Sulla carta i prodotti biologici rispondono alle richieste di maggiore sostenibilità del food espresse dai consumatori. Ma spesso le confezioni in cui sono venduti non sono altrettanto green. Un paradosso dettato dalla necessità (prevista dalla Ue) di distinguere il bio dal convenzionale e riconosciuto anche da Federbio, che sta lavorando a favore dell’adozione di packaging sostenibili e compostabili. Una carta importante da giocare per conquistare i consumatori più eco-attenti e ampliare il parco consumatori, oggi limitato visto che solo il 30% degli italiani acquista spesso prodotti bio.
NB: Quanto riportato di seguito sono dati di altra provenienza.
//! Stat comparison rows for game cards
//!
//! Each row shows one statistic for both teams. The side whose rating is
//! strictly greater gets highlighted; ties and missing values highlight
//! neither side.

use std::cmp::Ordering;

use crate::formatting::{format_record, format_streak, format_win_percentage, points_percentage, PLACEHOLDER};
use crate::types::{Game, GameStats, Record, Standing, Streak, StreakType, TeamStats};

/// Comparable score of a stat value
#[derive(Debug, Clone, PartialEq)]
pub enum Rating {
    Number(f64),
    Text(String),
}

impl PartialOrd for Rating {
    fn partial_cmp(&self, other: &Self) -> Option<Ordering> {
        match (self, other) {
            (Rating::Number(a), Rating::Number(b)) => a.partial_cmp(b),
            (Rating::Text(a), Rating::Text(b)) => Some(a.cmp(b)),
            _ => None,
        }
    }
}

/// Which side of a stat row is visually emphasized
#[derive(Debug, Clone, Copy, PartialEq, Eq)]
pub enum Highlight {
    Away,
    Home,
    Neither,
}

/// Decide the highlighted side for a pair of values
pub fn highlight<T, F>(away: Option<&T>, home: Option<&T>, rating: F) -> Highlight
where
    T: ?Sized,
    F: Fn(&T) -> Option<Rating>,
{
    let (Some(away), Some(home)) = (away, home) else {
        return Highlight::Neither;
    };
    let (Some(away_rating), Some(home_rating)) = (rating(away), rating(home)) else {
        return Highlight::Neither;
    };
    match away_rating.partial_cmp(&home_rating) {
        Some(Ordering::Greater) => Highlight::Away,
        Some(Ordering::Less) => Highlight::Home,
        _ => Highlight::Neither,
    }
}

pub fn identity_rating(value: &u32) -> Option<Rating> {
    Some(Rating::Number(f64::from(*value)))
}

/// Lower is better (giveaways, penalty minutes)
pub fn inverse_rating(value: &u32) -> Option<Rating> {
    Some(Rating::Number(-f64::from(*value)))
}

pub fn streak_rating(streak: &Option<Streak>) -> Option<Rating> {
    let score = match streak {
        Some(Streak { kind: StreakType::Wins, count }) => f64::from(*count),
        Some(Streak { kind: StreakType::Losses, count }) => -f64::from(*count),
        Some(Streak { kind: StreakType::Ot, .. }) | None => 0.0,
    };
    Some(Rating::Number(score))
}

/// Ranks compare inverted: first place beats second
pub fn rank_rating(rank: &str) -> Option<Rating> {
    rank.trim().parse::<f64>().ok().map(|r| Rating::Number(-r))
}

pub fn record_rating(record: &Record) -> Option<Rating> {
    Some(Rating::Number(points_percentage(record)))
}

/// "+4" / "-2" points from a playoff spot
pub fn playoff_spot_rating(points: &str) -> Option<Rating> {
    points.trim().trim_start_matches('+').parse::<f64>().ok().map(Rating::Number)
}

/// Decimal strings such as "52.3"
pub fn percentage_rating(value: &str) -> Option<Rating> {
    value.trim().parse::<f64>().ok().map(Rating::Number)
}

/// One rendered comparison row
#[derive(Debug, Clone, PartialEq)]
pub struct StatRow {
    pub label: &'static str,
    pub away: String,
    pub home: String,
    pub highlight: Highlight,
}

impl StatRow {
    fn build<T, F, D>(label: &'static str, away: Option<&T>, home: Option<&T>, display: D, rating: F) -> Option<Self>
    where
        T: ?Sized,
        F: Fn(&T) -> Option<Rating>,
        D: Fn(&T) -> String,
    {
        if away.is_none() && home.is_none() {
            return None;
        }
        Some(StatRow {
            label,
            away: away.map(&display).unwrap_or_else(|| PLACEHOLDER.to_string()),
            home: home.map(&display).unwrap_or_else(|| PLACEHOLDER.to_string()),
            highlight: highlight(away, home, rating),
        })
    }
}

/// Team comparison rows (standings, record, streak, playoff position)
pub fn team_stat_rows(game: &Game, stats: &TeamStats) -> Vec<StatRow> {
    let away = game.away().abbreviation.as_str();
    let home = game.home().abbreviation.as_str();

    let away_standing = stats.standing(away);
    let home_standing = stats.standing(home);
    let away_record = stats.record(away);
    let home_record = stats.record(home);

    let streaks = stats.streaks.as_ref();
    let away_streak = streaks.and_then(|s| s.get(away));
    let home_streak = streaks.and_then(|s| s.get(home));

    let away_spot = away_standing.and_then(|s| s.points_from_playoff_spot.as_deref());
    let home_spot = home_standing.and_then(|s| s.points_from_playoff_spot.as_deref());

    let away_series = stats.series_wins(away);
    let home_series = stats.series_wins(home);

    let div_rank = |s: &Standing| s.division_rank.clone();
    let league_rank = |s: &Standing| s.league_rank.clone();

    [
        StatRow::build("Div. rank", away_standing, home_standing, div_rank, |s| {
            rank_rating(&s.division_rank)
        }),
        StatRow::build("League rank", away_standing, home_standing, league_rank, |s| {
            rank_rating(&s.league_rank)
        }),
        StatRow::build("Record", away_record, home_record, format_record, record_rating),
        StatRow::build("Point %", away_record, home_record, format_win_percentage, record_rating),
        StatRow::build(
            "Streak",
            away_streak,
            home_streak,
            |s: &Option<Streak>| format_streak(s.as_ref()),
            streak_rating,
        ),
        StatRow::build("Playoff spot", away_spot, home_spot, str::to_string, playoff_spot_rating),
        StatRow::build("Series", away_series.as_ref(), home_series.as_ref(), u32::to_string, identity_rating),
    ]
    .into_iter()
    .flatten()
    .collect()
}

/// In-game comparison rows (shots, hits, special teams)
pub fn game_stat_rows(game: &Game, stats: &GameStats) -> Vec<StatRow> {
    let away = game.away().abbreviation.as_str();
    let home = game.home().abbreviation.as_str();

    let count = |label, values: &std::collections::BTreeMap<String, u32>, rating: fn(&u32) -> Option<Rating>| {
        StatRow::build(label, values.get(away), values.get(home), u32::to_string, rating)
    };

    let face_offs = &stats.face_off_win_percentage;
    let power_play = &stats.power_play;

    [
        count("Shots", &stats.shots, identity_rating),
        count("Blocked", &stats.blocked, identity_rating),
        count("Hits", &stats.hits, identity_rating),
        count("Giveaways", &stats.giveaways, inverse_rating),
        count("Takeaways", &stats.takeaways, identity_rating),
        count("PIM", &stats.pim, inverse_rating),
        StatRow::build(
            "Face-off %",
            face_offs.get(away).map(String::as_str),
            face_offs.get(home).map(String::as_str),
            str::to_string,
            percentage_rating,
        ),
        StatRow::build(
            "Power play",
            power_play.get(away),
            power_play.get(home),
            |pp| format!("{}/{}", pp.goals, pp.opportunities),
            |pp| percentage_rating(&pp.percentage),
        ),
    ]
    .into_iter()
    .flatten()
    .collect()
}

#[cfg(test)]
mod tests {
    use super::*;
    use crate::fixtures;
    use std::collections::BTreeMap;

    #[test]
    fn test_highlight_greater_side() {
        assert_eq!(highlight(Some(&10), Some(&7), identity_rating), Highlight::Away);
        assert_eq!(highlight(Some(&3), Some(&7), identity_rating), Highlight::Home);
    }

    #[test]
    fn test_highlight_ties_and_missing_values() {
        assert_eq!(highlight(Some(&7), Some(&7), identity_rating), Highlight::Neither);
        assert_eq!(highlight(None, Some(&7), identity_rating), Highlight::Neither);
        assert_eq!(highlight::<u32, _>(None, None, identity_rating), Highlight::Neither);
    }

    #[test]
    fn test_highlight_inverse_rating() {
        assert_eq!(highlight(Some(&10), Some(&7), inverse_rating), Highlight::Home);
    }

    #[test]
    fn test_highlight_lexicographic_rating() {
        let text = |s: &str| Some(Rating::Text(s.to_string()));
        assert_eq!(highlight(Some("b"), Some("a"), text), Highlight::Away);
        assert_eq!(highlight(Some("a"), Some("a"), text), Highlight::Neither);
    }

    #[test]
    fn test_highlight_nan_is_neither() {
        let empty = Record { wins: 0, losses: 0, ot: Some(0) };
        let some = Record { wins: 3, losses: 1, ot: Some(0) };
        assert_eq!(highlight(Some(&empty), Some(&some), record_rating), Highlight::Neither);
    }

    #[test]
    fn test_streak_rating() {
        let wins = Some(Streak { kind: StreakType::Wins, count: 5 });
        let losses = Some(Streak { kind: StreakType::Losses, count: 3 });
        let ot = Some(Streak { kind: StreakType::Ot, count: 2 });
        assert_eq!(streak_rating(&wins), Some(Rating::Number(5.0)));
        assert_eq!(streak_rating(&losses), Some(Rating::Number(-3.0)));
        assert_eq!(streak_rating(&ot), Some(Rating::Number(0.0)));
        assert_eq!(streak_rating(&None), Some(Rating::Number(0.0)));
    }

    #[test]
    fn test_rank_and_spot_ratings() {
        assert_eq!(highlight(Some("1"), Some("4"), rank_rating), Highlight::Away);
        assert_eq!(highlight(Some("n/a"), Some("4"), rank_rating), Highlight::Neither);
        assert_eq!(highlight(Some("-2"), Some("+4"), playoff_spot_rating), Highlight::Home);
    }

    #[test]
    fn test_team_stat_rows_from_fixture() {
        let game = fixtures::pre_game();
        let stats = game.pre_game_stats.clone().unwrap();
        let rows = team_stat_rows(&game, &stats);

        let labels: Vec<_> = rows.iter().map(|r| r.label).collect();
        assert_eq!(labels, vec!["Div. rank", "League rank", "Record", "Point %", "Streak", "Playoff spot"]);

        let point_pct = rows.iter().find(|r| r.label == "Point %").unwrap();
        assert_eq!(point_pct.away, "0.567");
        assert_eq!(point_pct.highlight, Highlight::Away);

        let streak = rows.iter().find(|r| r.label == "Streak").unwrap();
        assert_eq!(streak.away, "W5");
        assert_eq!(streak.home, "L3");
        assert_eq!(streak.highlight, Highlight::Away);
    }

    #[test]
    fn test_team_stat_rows_placeholder_for_one_side() {
        let game = fixtures::pre_game();
        let mut records = BTreeMap::new();
        records.insert(game.home().abbreviation.clone(), Record { wins: 1, losses: 0, ot: None });
        let stats = TeamStats { records, ..Default::default() };

        let rows = team_stat_rows(&game, &stats);
        assert_eq!(rows.len(), 2);
        assert_eq!(rows[0].away, "-");
        assert_eq!(rows[0].home, "1-0");
        assert_eq!(rows[0].highlight, Highlight::Neither);
    }

    #[test]
    fn test_game_stat_rows_from_fixture() {
        let game = fixtures::final_game();
        let rows = game_stat_rows(&game, game.game_stats.as_ref().unwrap());

        let shots = rows.iter().find(|r| r.label == "Shots").unwrap();
        assert_eq!((shots.away.as_str(), shots.home.as_str()), ("31", "28"));
        assert_eq!(shots.highlight, Highlight::Away);

        let pim = rows.iter().find(|r| r.label == "PIM").unwrap();
        assert_eq!(pim.highlight, Highlight::Home);

        let pp = rows.iter().find(|r| r.label == "Power play").unwrap();
        assert_eq!(pp.away, "1/3");
    }
}
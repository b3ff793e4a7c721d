/// GameCard widget - one game of the scoreboard
///
/// A composition widget: a header with both team names, a status or
/// playback clock line, the period score table, then the latest goal, the
/// optional full goal list and the stat comparisons selected by the card's
/// display mode.
use ratatui::{buffer::Buffer, layout::Rect, style::Style};

use crate::config::{DisplayConfig, SELECTION_STYLE_MODIFIER};
use crate::display_mode::{status_text, visible_goals, DisplayMode, Panels};
use crate::formatting::format_start_time;
use crate::layout_constants::GAME_CARD_WIDTH;
use crate::playback::{game_end, PlaybackPhase};
use crate::stats::{game_stat_rows, team_stat_rows};
use crate::tui::widgets::{GoalList, RenderableWidget, ScoreTable, StatTable};
use crate::types::{Game, Goal, Period};

/// Rows taken by the header and the status line
const CARD_HEADER_HEIGHT: u16 = 2;

#[derive(Debug, Clone)]
pub struct GameCard<'a> {
    pub game: &'a Game,
    pub mode: DisplayMode,
    pub phase: PlaybackPhase,
    /// Team and game stat panels expanded
    pub show_stats: bool,
    /// Full goal list below the latest goal
    pub all_goals: bool,
    pub selected: bool,
    pub focused: bool,
}

impl<'a> GameCard<'a> {
    pub fn new(game: &'a Game, phase: PlaybackPhase, show_stats: bool, all_goals: bool, selected: bool) -> Self {
        Self {
            game,
            mode: DisplayMode::resolve(game, &phase),
            phase,
            show_stats,
            all_goals,
            selected,
            focused: true,
        }
    }

    /// Dim the selection while the terminal is in the background
    pub fn with_focus(mut self, focused: bool) -> Self {
        self.focused = focused;
        self
    }

    fn panels(&self) -> Panels {
        Panels::for_mode(self.mode)
    }

    fn goals(&self) -> Vec<&'a Goal> {
        visible_goals(self.game, self.mode, &self.phase)
    }

    /// Latest period the card shows scores for
    fn current_period(&self) -> Option<Period> {
        let end = game_end(self.game).map(|clock| clock.period);
        match (self.mode, self.phase) {
            (DisplayMode::PreGame | DisplayMode::PreSummary, _) => None,
            (DisplayMode::Playback, PlaybackPhase::Running(clock)) => end.map(|e| e.min(clock.period)),
            _ => end,
        }
    }

    fn status_line(&self, config: &DisplayConfig) -> String {
        if self.panels().clock {
            if let PlaybackPhase::Running(clock) = self.phase {
                return clock.label(self.game.is_playoff());
            }
        }
        match self.mode {
            DisplayMode::PreSummary => self
                .game
                .start_time
                .as_deref()
                .and_then(|t| format_start_time(t, &config.time_format))
                .map_or_else(|| "Starting".to_string(), |t| format!("Started {}", t)),
            _ => status_text(self.game, &config.time_format),
        }
    }

    fn header_line(&self, config: &DisplayConfig) -> String {
        let marker = if self.selected { config.box_chars.selector.as_str() } else { " " };
        format!(
            "{} {} @ {}",
            marker,
            self.game.away().display_name(),
            self.game.home().display_name()
        )
    }

    /// Child widgets below the status line, top to bottom
    fn sections(&self) -> Vec<Box<dyn RenderableWidget + 'a>> {
        let panels = self.panels();
        let goals = self.goals();
        let away = self.game.away().abbreviation.as_str();
        let home = self.game.home().abbreviation.as_str();

        let mut sections: Vec<Box<dyn RenderableWidget + 'a>> = vec![Box::new(ScoreTable::from_goals(
            away,
            home,
            &goals,
            self.current_period(),
            self.selected,
        ).with_focus(self.focused))];

        if panels.latest_goal {
            let full_list = self.all_goals && goals.len() > 1;
            sections.push(Box::new(GoalList::new(goals.clone(), false)));
            if full_list {
                sections.push(Box::new(GoalList::new(goals, true)));
            }
        }

        if self.show_stats {
            if let Some(stats) = self.game.game_stats.as_ref().filter(|_| panels.game_stats) {
                sections.push(Box::new(StatTable::new("Game stats", away, home, game_stat_rows(self.game, stats))));
            }
            if let Some(stats) = panels.team_stats.and_then(|source| source.select(self.game)) {
                sections.push(Box::new(StatTable::new("Team stats", away, home, team_stat_rows(self.game, stats))));
            }
        }

        sections
    }

    fn header_style(&self, config: &DisplayConfig) -> Style {
        if self.selected {
            Style::default().fg(config.selection_color(self.focused)).add_modifier(SELECTION_STYLE_MODIFIER)
        } else {
            Style::default().add_modifier(SELECTION_STYLE_MODIFIER)
        }
    }
}

impl RenderableWidget for GameCard<'_> {
    fn render(&self, area: Rect, buf: &mut Buffer, config: &DisplayConfig) {
        if area.height == 0 || area.width == 0 {
            return;
        }
        let width = area.width as usize;

        buf.set_stringn(area.x, area.y, self.header_line(config), width, self.header_style(config));
        if area.height > 1 {
            buf.set_stringn(area.x, area.y + 1, format!("  {}", self.status_line(config)), width, Style::default());
        }

        let mut y = area.y + CARD_HEADER_HEIGHT;
        for section in self.sections() {
            let height = section.preferred_height().unwrap_or(0);
            if height == 0 {
                continue;
            }
            if y >= area.bottom() {
                break;
            }
            let section_area = Rect::new(area.x, y, area.width, height.min(area.bottom() - y));
            section.render(section_area, buf, config);
            y += height;
        }
    }

    fn preferred_height(&self) -> Option<u16> {
        let sections: u16 = self
            .sections()
            .iter()
            .map(|s| s.preferred_height().unwrap_or(0))
            .sum();
        Some(CARD_HEADER_HEIGHT + sections)
    }

    fn preferred_width(&self) -> Option<u16> {
        Some(GAME_CARD_WIDTH)
    }
}
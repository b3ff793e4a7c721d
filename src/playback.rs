//! Goal playback clock
//!
//! On startup the scoreboard replays the day: a clock runs from the opening
//! face-off to the latest point reached by any game, revealing goals as the
//! clock passes them.

use crate::formatting::{format_clock, period_label};
use crate::types::{Game, GameStatus, Goal, Period, Scores, REGULATION_PERIODS};

/// Regulation period length in seconds
pub const REGULATION_PERIOD_SECONDS: u32 = 20 * 60;

/// Regular-season overtime length in seconds
pub const REGULAR_SEASON_OT_SECONDS: u32 = 5 * 60;

/// A point in game time, ordered by period then elapsed seconds
#[derive(Debug, Clone, Copy, PartialEq, Eq, PartialOrd, Ord, Hash)]
pub struct GameClock {
    pub period: Period,
    pub elapsed: u32,
}

impl GameClock {
    pub fn start() -> Self {
        GameClock {
            period: Period::Regular(1),
            elapsed: 0,
        }
    }

    /// Clock label counting down like the rink clock: "2nd 08:42", "SO"
    pub fn label(&self, playoff: bool) -> String {
        if self.period == Period::Shootout {
            return period_label(self.period);
        }
        let remaining = period_length(self.period, playoff).saturating_sub(self.elapsed);
        format!("{} {}", period_label(self.period), format_clock(remaining / 60, remaining % 60))
    }
}

pub fn period_length(period: Period, playoff: bool) -> u32 {
    match period {
        Period::Regular(_) => REGULATION_PERIOD_SECONDS,
        Period::Overtime(_) if playoff => REGULATION_PERIOD_SECONDS,
        Period::Overtime(_) => REGULAR_SEASON_OT_SECONDS,
        Period::Shootout => 0,
    }
}

/// Moment a goal was scored
pub fn goal_clock(goal: &Goal) -> GameClock {
    match goal {
        Goal::InPlay { period, min, sec, .. } => GameClock {
            period: *period,
            elapsed: min * 60 + sec,
        },
        Goal::Shootout { .. } => GameClock {
            period: Period::Shootout,
            elapsed: 0,
        },
    }
}

/// Latest game time a game has reached; None for games that have not started
pub fn game_end(game: &Game) -> Option<GameClock> {
    let playoff = game.is_playoff();
    match &game.status {
        GameStatus::Preview | GameStatus::Postponed => None,
        GameStatus::Live { progress } => {
            let period = if progress.current_period_ordinal == "SO" {
                Period::Shootout
            } else {
                Period::from_number(progress.current_period)
            };
            let remaining = &progress.current_period_time_remaining;
            let elapsed = period_length(period, playoff).saturating_sub(remaining.min * 60 + remaining.sec);
            Some(GameClock { period, elapsed })
        }
        GameStatus::Final => {
            if game.has_shootout() {
                return Some(GameClock {
                    period: Period::Shootout,
                    elapsed: 0,
                });
            }
            let overtime_winner = game
                .goals
                .iter()
                .filter(|g| matches!(g.period(), Period::Overtime(_)))
                .map(goal_clock)
                .max();
            Some(overtime_winner.unwrap_or(GameClock {
                period: Period::Regular(REGULATION_PERIODS),
                elapsed: REGULATION_PERIOD_SECONDS,
            }))
        }
    }
}

#[derive(Debug, Clone, Copy, PartialEq, Eq)]
pub enum PlaybackPhase {
    NotStarted,
    Running(GameClock),
    Finished,
    Skipped,
}

#[derive(Debug, Clone, PartialEq)]
pub struct Playback {
    phase: PlaybackPhase,
    end: Option<GameClock>,
    step_seconds: u32,
    playoff: bool,
}

impl Playback {
    pub fn new(scores: &Scores, step_seconds: u32) -> Self {
        let end = scores.games.iter().filter_map(game_end).max();
        let playoff = scores.games.iter().any(Game::is_playoff);
        let phase = if end.is_some() {
            PlaybackPhase::NotStarted
        } else {
            PlaybackPhase::Finished
        };
        Playback {
            phase,
            end,
            step_seconds: step_seconds.max(1),
            playoff,
        }
    }

    /// Playback that is never shown
    pub fn skipped() -> Self {
        Playback {
            phase: PlaybackPhase::Skipped,
            end: None,
            step_seconds: 1,
            playoff: false,
        }
    }

    pub fn phase(&self) -> PlaybackPhase {
        self.phase
    }

    pub fn end(&self) -> Option<GameClock> {
        self.end
    }

    pub fn is_playoff(&self) -> bool {
        self.playoff
    }

    pub fn is_running(&self) -> bool {
        matches!(self.phase, PlaybackPhase::NotStarted | PlaybackPhase::Running(_))
    }

    /// Advance the clock by one step; returns whether anything changed
    pub fn tick(&mut self) -> bool {
        let Some(end) = self.end else {
            return false;
        };
        let next = match self.phase {
            PlaybackPhase::NotStarted => GameClock::start(),
            PlaybackPhase::Running(clock) => self.advance(clock),
            PlaybackPhase::Finished | PlaybackPhase::Skipped => return false,
        };
        self.phase = if next >= end {
            PlaybackPhase::Finished
        } else {
            PlaybackPhase::Running(next)
        };
        true
    }

    pub fn skip(&mut self) {
        if self.is_running() {
            self.phase = PlaybackPhase::Skipped;
        }
    }

    /// Label of the running clock, if any
    pub fn clock_label(&self) -> Option<String> {
        match self.phase {
            PlaybackPhase::Running(clock) => Some(clock.label(self.playoff)),
            _ => None,
        }
    }

    fn advance(&self, clock: GameClock) -> GameClock {
        let length = period_length(clock.period, self.playoff);
        let elapsed = clock.elapsed + self.step_seconds;
        if elapsed < length {
            return GameClock { period: clock.period, elapsed };
        }
        // land on the end of the period once before rolling over
        if clock.elapsed < length {
            return GameClock { period: clock.period, elapsed: length };
        }
        // a shootout end is reachable from any overtime
        let shootout_ahead = self.end.is_some_and(|end| end.period == Period::Shootout);
        let period = match clock.period {
            Period::Overtime(_) if !self.playoff || shootout_ahead => Period::Shootout,
            other => other.next(),
        };
        GameClock { period, elapsed: 0 }
    }
}
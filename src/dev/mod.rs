/// Development utilities module
///
/// Screenshot capture and an offline feed, enabled by the `development` feature.

pub mod screenshot;

use crate::data_provider::StaticFeed;
use crate::fixtures;

/// Feed serving the built-in fixture games, for working without a network
pub fn mock_feed() -> StaticFeed {
    StaticFeed::new(fixtures::scores())
}
/// Scoreboard widget - title line plus the vertical list of game cards
///
/// The list scrolls so that the selected card is always fully visible when
/// it fits the area.
use ratatui::{buffer::Buffer, layout::Rect, style::{Modifier, Style}};

use crate::config::DisplayConfig;
use crate::layout_constants::GAME_CARD_MARGIN;
use crate::playback::PlaybackPhase;
use crate::toggles::{Toggle, ToggleStore};
use crate::tui::widgets::{GameCard, RenderableWidget};
use crate::types::Scores;

/// Title line plus one blank row
const TITLE_HEIGHT: u16 = 2;

#[derive(Debug, Clone)]
pub struct Scoreboard<'a> {
    /// None until the first snapshot arrives
    pub scores: Option<&'a Scores>,
    pub phase: PlaybackPhase,
    pub toggles: &'a ToggleStore,
    pub selected: usize,
    /// Terminal has focus
    pub focused: bool,
    pub stale: bool,
}

impl<'a> Scoreboard<'a> {
    pub fn cards(&self) -> Vec<GameCard<'a>> {
        let Some(scores) = self.scores else {
            return Vec::new();
        };
        scores
            .games
            .iter()
            .enumerate()
            .map(|(i, game)| {
                GameCard::new(
                    game,
                    self.phase,
                    self.toggles.is_on(Toggle::Stats, i),
                    self.toggles.is_on(Toggle::Goals, i),
                    i == self.selected,
                )
                .with_focus(self.focused)
            })
            .collect()
    }

    fn title(&self) -> String {
        let date = self
            .scores
            .and_then(|s| s.date.as_ref())
            .map(|d| format!(" - {}", d.pretty))
            .unwrap_or_default();
        let stale = if self.stale { " (stale)" } else { "" };
        format!(" Scores{}{}", date, stale)
    }

    fn placeholder(&self) -> Option<&'static str> {
        match self.scores {
            None => Some(" Loading scores..."),
            Some(scores) if scores.games.is_empty() => Some(" No games scheduled"),
            Some(_) => None,
        }
    }
}

/// Index of the first card to draw so that `selected` ends inside `available` rows
fn first_visible(heights: &[u16], available: u16, selected: usize) -> usize {
    let selected = selected.min(heights.len().saturating_sub(1));
    let span = |first: usize| -> u16 {
        heights[first..=selected]
            .iter()
            .map(|h| h + GAME_CARD_MARGIN)
            .sum()
    };
    let mut first = 0;
    while first < selected && span(first) > available {
        first += 1;
    }
    first
}

impl RenderableWidget for Scoreboard<'_> {
    fn render(&self, area: Rect, buf: &mut Buffer, config: &DisplayConfig) {
        if area.height == 0 {
            return;
        }
        let width = area.width as usize;
        buf.set_stringn(area.x, area.y, self.title(), width, Style::default().add_modifier(Modifier::BOLD));

        if area.height <= TITLE_HEIGHT {
            return;
        }
        let top = area.y + TITLE_HEIGHT;
        if let Some(text) = self.placeholder() {
            buf.set_stringn(area.x, top, text, width, Style::default());
            return;
        }

        let cards = self.cards();
        let heights: Vec<u16> = cards.iter().map(|c| c.preferred_height().unwrap_or(0)).collect();
        let first = first_visible(&heights, area.bottom() - top, self.selected);

        let mut y = top;
        for (card, height) in cards.iter().zip(&heights).skip(first) {
            if y >= area.bottom() {
                break;
            }
            let card_area = Rect::new(area.x, y, area.width, (*height).min(area.bottom() - y));
            card.render(card_area, buf, config);
            y = y.saturating_add(height + GAME_CARD_MARGIN);
        }
    }

    fn preferred_height(&self) -> Option<u16> {
        if self.placeholder().is_some() {
            return Some(TITLE_HEIGHT + 1);
        }
        let cards: u16 = self
            .cards()
            .iter()
            .map(|c| c.preferred_height().unwrap_or(0) + GAME_CARD_MARGIN)
            .sum();
        Some(TITLE_HEIGHT + cards)
    }
}
use std::sync::Arc;
use std::time::{Duration, SystemTime};

use tokio::sync::mpsc;
use tracing::{debug, error, info};

use crate::cache::{fetch_network_first, FeedCache};
use crate::data_provider::FeedSource;
use crate::SharedDataHandle;

/// Fetch the feed once and publish the result into shared state
pub async fn refresh_scores(source: &dyn FeedSource, cache: &FeedCache, shared_data: &SharedDataHandle) {
    match fetch_network_first(source, cache).await {
        Ok(fetched) => {
            let mut shared = shared_data.write().await;
            info!(
                "REFRESH: {} games from {}{}",
                fetched.scores.games.len(),
                source.describe(),
                if fetched.stale { " (stale)" } else { "" }
            );
            shared.scores = Arc::new(Some(fetched.scores));
            shared.stale = fetched.stale;
            shared.generation += 1;
            shared.error_message = fetched.error.map(|e| format!("Showing cached scores: {}", e));
            if !fetched.stale {
                shared.last_refresh = Some(SystemTime::now());
            }
        }
        Err(e) => {
            error!("REFRESH: failed to fetch scores from {}: {}", source.describe(), e);
            let mut shared = shared_data.write().await;
            shared.error_message = Some(format!("Failed to fetch scores: {}", e));
        }
    }
}

/// Background task loop that periodically refreshes the scores feed
pub async fn fetch_data_loop(
    source: Box<dyn FeedSource>,
    shared_data: SharedDataHandle,
    interval: u64,
    mut refresh_rx: mpsc::Receiver<()>,
) {
    let cache = FeedCache::default();
    let mut interval_timer = tokio::time::interval(Duration::from_secs(interval.max(1)));
    interval_timer.tick().await; // First tick completes immediately

    loop {
        refresh_scores(source.as_ref(), &cache, &shared_data).await;

        tokio::select! {
            _ = interval_timer.tick() => {
                debug!("REFRESH: interval elapsed");
            }
            received = refresh_rx.recv() => {
                if received.is_none() {
                    debug!("REFRESH: channel closed, stopping");
                    return;
                }
                debug!("REFRESH: manual refresh requested");
            }
        }
    }
}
Su questo dato pesano lo sbilanciamento dell’offerta sui prodotti tradizionali e la limitata presenza del bio nei segmenti più dinamici del food & beverage, come il “salutistico”. Il 53% degli italiani si dice insoddisfatto dell’assortimento di proposte bio ready to eat e per alcuni prodotti (come la carne) l’offerta è troppo limitata rispetto alla domanda. «La Gdo ci ha messo la faccia valorizzando il settore, ma spesso l’offerta e l’assortimento restano limitati e in molti casi non è possibile acquistare una spesa bio completa», sottolinea Roberto Zanoni, presidente di AssoBio.
A tutto questo si aggiunge, poi, il fattore prezzo: il bio costa in media il 20% in più del convenzionale e, in genere, resta nella fascia del premium price. Questo lo penalizza in un momento come questo caratterizzato dall’attenzione al costo del carrello della spesa e dalla ricerca della convenienza. Solo un consumatore su due si dice soddisfatto del pricing e del livello di offerte e promozioni, che in un anno sono diminuite del 2,1% e che oggi rappresentano solo il 16% delle vendite contro il 21,7% del totale food.
«Il bio sconta un costo maggiore all’origine, in particolare nella fase agricola, a cui si aggiungono i costi delle certificazioni, e questo si trasferisce anche sul consumatore – ammette Mammuccini –. Per abbassare i costi della filiera, senza intaccare i valori del biologico, occorre portare a credito d’imposta il costo delle certificazioni e abbassare l’Iva sui prodotti biologici, come stiamo chiedendo da tre anni. Finora inutilmente».